The intervention is deceptively simple and institutionally radical. In the hospital setting of the 1960s, staying in the room was explicitly contrary to medical protocol. The dying patient was supposed to be managed, which meant sedated, medicated, moved to a quieter ward, visited briefly on rounds, and otherwise left alone. The silence was framed as respect for the patient's comfort. Kübler-Ross understood it differently: the silence was the medical establishment's discomfort with the patient's reality, protected by the language of professional standards.
Staying in the room requires tolerating the helplessness that presence with suffering produces. The caregiver who stays cannot fix. The fixing impulse — the urge to do something, to make the suffering stop, to convert presence into action — is itself a form of fleeing. The impulse serves the caregiver's discomfort, not the patient's need. Kübler-Ross's clinical contribution was teaching caregivers to recognize this impulse and choose, repeatedly, to override it in favor of presence.
In the organizational context of the AI transition, staying in the room means allowing grief to be expressed without pathologizing it as resistance. The manager who hears a team member say 'I don't know who I am anymore in this work' has two options. The managerial impulse is to fix — to redirect, to reassure, to offer training, to move the conversation toward adaptation. Kübler-Ross's intervention is different: sit with the statement. Acknowledge that it is real. Ask what the team member means. Stay with the discomfort long enough for the team member to feel heard, which is the prerequisite for her being able to begin, in her own time, the work of reconstruction.
The intervention scales poorly, which is part of why institutions resist it. A manager can stay in the room with one team member at a time. An organization cannot stay in the room with a workforce in the same direct sense. But the organizational equivalent is possible: building structures that communicate, through their design, the institution's willingness to remain present with workers processing the transition. Protected time for reflection. Explicit permission to express doubt. Recognition that the stages of grief are legitimate stages and that workers inhabiting them are not failing. These are the organizational architectures of staying in the room.
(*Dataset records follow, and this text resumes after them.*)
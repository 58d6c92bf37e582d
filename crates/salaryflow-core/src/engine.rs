// Aggregation engine: owns the current snapshot and re-runs the pipeline on
// every year change.
//
// The stages always run join -> thresholds -> classify -> aggregate -> build.
// Each call replaces the whole snapshot; node and link ids are only stable
// within one snapshot.

use crate::config::{Config, PerformanceConfig, SalaryBands, Schema, WinPercentageBands};
use crate::data::loader::{load_dataset, Dataset, LoadError};
use crate::data::records::{BattingRow, SalaryRow, TeamRow};
use crate::pipeline::aggregate::aggregate_by_team;
use crate::pipeline::directory::TeamDirectory;
use crate::pipeline::graph::{build_flow_graph, FlowGraph, Link, LinkDetail, Node, NodeDetail};
use crate::pipeline::join::{classify_players, join_year};
use crate::pipeline::scoring::PerformanceStats;
use crate::pipeline::team_record::build_team_record_graph;
use crate::pipeline::years::available_years;
use crate::summary::{log_detailed_summary, DataSummary};
use serde::Serialize;
use std::collections::BTreeMap;
use tracing::{debug, info, warn};

// ---------------------------------------------------------------------------
// Snapshot
// ---------------------------------------------------------------------------

/// Everything the renderer needs for one year.
#[derive(Debug, Clone, PartialEq, Serialize)]
pub struct GraphSnapshot {
    pub year: i32,
    pub nodes: Vec<Node>,
    pub links: Vec<Link>,
    pub node_details: BTreeMap<usize, NodeDetail>,
    pub link_details: BTreeMap<usize, LinkDetail>,
    /// Absent for a year with no joined players and for the team-record
    /// schema.
    pub performance_stats: Option<PerformanceStats>,
}

impl GraphSnapshot {
    /// The "no data for this year" snapshot.
    pub fn empty(year: i32) -> Self {
        GraphSnapshot::from_graph(year, FlowGraph::default(), None)
    }

    fn from_graph(year: i32, graph: FlowGraph, performance_stats: Option<PerformanceStats>) -> Self {
        GraphSnapshot {
            year,
            nodes: graph.nodes,
            links: graph.links,
            node_details: graph.node_details,
            link_details: graph.link_details,
            performance_stats,
        }
    }

    pub fn is_empty(&self) -> bool {
        self.nodes.is_empty()
    }
}

// ---------------------------------------------------------------------------
// Engine
// ---------------------------------------------------------------------------

/// The pipeline knobs taken from configuration.
#[derive(Debug, Clone, Default)]
pub struct EngineSettings {
    pub schema: Schema,
    pub salary_bands: SalaryBands,
    pub performance: PerformanceConfig,
    pub win_percentage: WinPercentageBands,
}

impl From<&Config> for EngineSettings {
    fn from(config: &Config) -> Self {
        EngineSettings {
            schema: config.schema,
            salary_bands: config.salary_bands,
            performance: config.performance,
            win_percentage: config.win_percentage,
        }
    }
}

/// Where the engine is in its lifecycle.
#[derive(Debug, Clone, Copy, PartialEq, Eq)]
pub enum EngineState {
    /// No year processed yet.
    Uninitialized,
    /// Holding the snapshot for `year`.
    Ready { year: i32 },
}

#[derive(Debug, Default)]
pub struct AggregationEngine {
    settings: EngineSettings,
    directory: TeamDirectory,
    current: Option<GraphSnapshot>,
    /// Score distributions of every year processed so far.
    performance_stats: BTreeMap<i32, PerformanceStats>,
}

impl AggregationEngine {
    pub fn new(settings: EngineSettings) -> Self {
        AggregationEngine {
            settings,
            ..AggregationEngine::default()
        }
    }

    pub fn from_config(config: &Config) -> Self {
        AggregationEngine::new(EngineSettings::from(config))
    }

    pub fn settings(&self) -> &EngineSettings {
        &self.settings
    }

    pub fn state(&self) -> EngineState {
        match &self.current {
            Some(snapshot) => EngineState::Ready {
                year: snapshot.year,
            },
            None => EngineState::Uninitialized,
        }
    }

    /// Rebuild the snapshot for `year` and make it current.
    ///
    /// Never fails: a year with no joined data still becomes the current
    /// year, with an empty snapshot. The team directory is only replaced
    /// when `teams` is non-empty, so later calls may omit team data.
    pub fn process_year(
        &mut self,
        batting: &[BattingRow],
        salaries: &[SalaryRow],
        teams: &[TeamRow],
        year: i32,
    ) -> &GraphSnapshot {
        if !teams.is_empty() {
            self.directory = TeamDirectory::from_rows(teams);
        }

        info!("Processing {} ({:?} schema)", year, self.settings.schema);
        let snapshot = match self.settings.schema {
            Schema::PlayerBatting => self.build_player_snapshot(batting, salaries, year),
            Schema::TeamRecord => self.build_team_record_snapshot(teams, salaries, year),
        };

        if snapshot.is_empty() {
            warn!("No data for {}; showing an empty diagram", year);
        } else {
            info!(
                "{}: {} nodes, {} links",
                year,
                snapshot.nodes.len(),
                snapshot.links.len()
            );
        }
        log_detailed_summary(&snapshot);

        self.current.insert(snapshot)
    }

    fn build_player_snapshot(
        &mut self,
        batting: &[BattingRow],
        salaries: &[SalaryRow],
        year: i32,
    ) -> GraphSnapshot {
        let settings = &self.settings;
        let joined = join_year(
            batting,
            salaries,
            year,
            &self.directory,
            &settings.salary_bands,
            &settings.performance,
        );

        let scores: Vec<f64> = joined.iter().map(|p| p.performance_score).collect();
        let Some(stats) = PerformanceStats::from_scores(
            scores,
            settings.performance.medium_percentile,
            settings.performance.high_percentile,
        ) else {
            self.performance_stats.remove(&year);
            return GraphSnapshot::empty(year);
        };
        let thresholds = stats.thresholds;
        debug!(
            "{} thresholds: medium={:.1}, high={:.1} ({} players)",
            year, thresholds.medium, thresholds.high, stats.total_players
        );

        let players = classify_players(joined, &thresholds);
        let teams = aggregate_by_team(&players, &thresholds, &settings.salary_bands);
        for team in &teams {
            debug!(
                "{}: {} players, avg salary {:.0}, avg score {:.1} -> {} / {}",
                team.team_name,
                team.player_count(),
                team.avg_salary,
                team.avg_performance_score,
                team.team_salary_category,
                team.team_performance_category
            );
        }
        let graph = build_flow_graph(&teams, &players);

        self.performance_stats.insert(year, stats.clone());
        GraphSnapshot::from_graph(year, graph, Some(stats))
    }

    fn build_team_record_snapshot(
        &self,
        teams: &[TeamRow],
        salaries: &[SalaryRow],
        year: i32,
    ) -> GraphSnapshot {
        let graph = build_team_record_graph(
            teams,
            salaries,
            year,
            &self.settings.salary_bands,
            &self.settings.win_percentage,
        );
        GraphSnapshot::from_graph(year, graph, None)
    }

    /// The last snapshot built, without recomputing.
    pub fn current_snapshot(&self) -> Option<&GraphSnapshot> {
        self.current.as_ref()
    }

    pub fn current_year(&self) -> Option<i32> {
        self.current.as_ref().map(|s| s.year)
    }

    pub fn node_details(&self, node_id: usize) -> Option<&NodeDetail> {
        self.current.as_ref()?.node_details.get(&node_id)
    }

    pub fn link_details(&self, link_id: usize) -> Option<&LinkDetail> {
        self.current.as_ref()?.link_details.get(&link_id)
    }

    /// Score distribution of any year processed so far.
    pub fn performance_stats(&self, year: i32) -> Option<&PerformanceStats> {
        self.performance_stats.get(&year)
    }

    pub fn summary(&self) -> Option<DataSummary> {
        self.current.as_ref().map(DataSummary::from_snapshot)
    }

    /// Years the configured schema can show for `dataset`.
    pub fn available_years(&self, dataset: &Dataset) -> Vec<i32> {
        match self.settings.schema {
            Schema::PlayerBatting => available_years(&dataset.batting, &dataset.salary),
            Schema::TeamRecord => available_years(&dataset.teams, &dataset.salary),
        }
    }

    pub fn log_detailed_summary(&self) {
        match &self.current {
            Some(snapshot) => log_detailed_summary(snapshot),
            None => debug!("no year processed yet"),
        }
    }
}

// ---------------------------------------------------------------------------
// Session
// ---------------------------------------------------------------------------

/// A loaded dataset paired with the engine that renders it: the two entry
/// points a year control needs.
#[derive(Debug)]
pub struct FlowSession {
    pub dataset: Dataset,
    pub engine: AggregationEngine,
}

impl FlowSession {
    pub fn new(dataset: Dataset, engine: AggregationEngine) -> Self {
        FlowSession { dataset, engine }
    }

    /// Load the configured CSV files and check they can drive the schema.
    pub fn load(config: &Config) -> Result<Self, LoadError> {
        let dataset = load_dataset(&config.data_paths)?;
        dataset.validate_for(config.schema)?;
        Ok(FlowSession::new(dataset, AggregationEngine::from_config(config)))
    }

    pub fn available_years(&self) -> Vec<i32> {
        self.engine.available_years(&self.dataset)
    }

    pub fn process_year(&mut self, year: i32) -> &GraphSnapshot {
        let dataset = &self.dataset;
        self.engine
            .process_year(&dataset.batting, &dataset.salary, &dataset.teams, year)
    }
}

// ---------------------------------------------------------------------------
// Tests
// ---------------------------------------------------------------------------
The practice emerged from Kübler-Ross's clinical work at Billings Hospital in the 1960s and is documented extensively in On Death and Dying (1969). The principle has been adopted across hospice care, bereavement counseling, and trauma therapy — and, in the present volume, extended to the institutional response to technological displacement.
Presence is the content. The intervention has no message, no reassurance, no prescription — only the refusal to flee.
The fixing impulse is a form of fleeing. The urge to do something serves the caregiver's discomfort, not the patient's need.
The intervention is institutionally radical. Every institution around suffering has incentives to flee; staying requires conscious resistance to those incentives.
Organizational architectures can embody the principle. Protected time, explicit permission, recognition of legitimate stages — these structures communicate institutional willingness to remain present.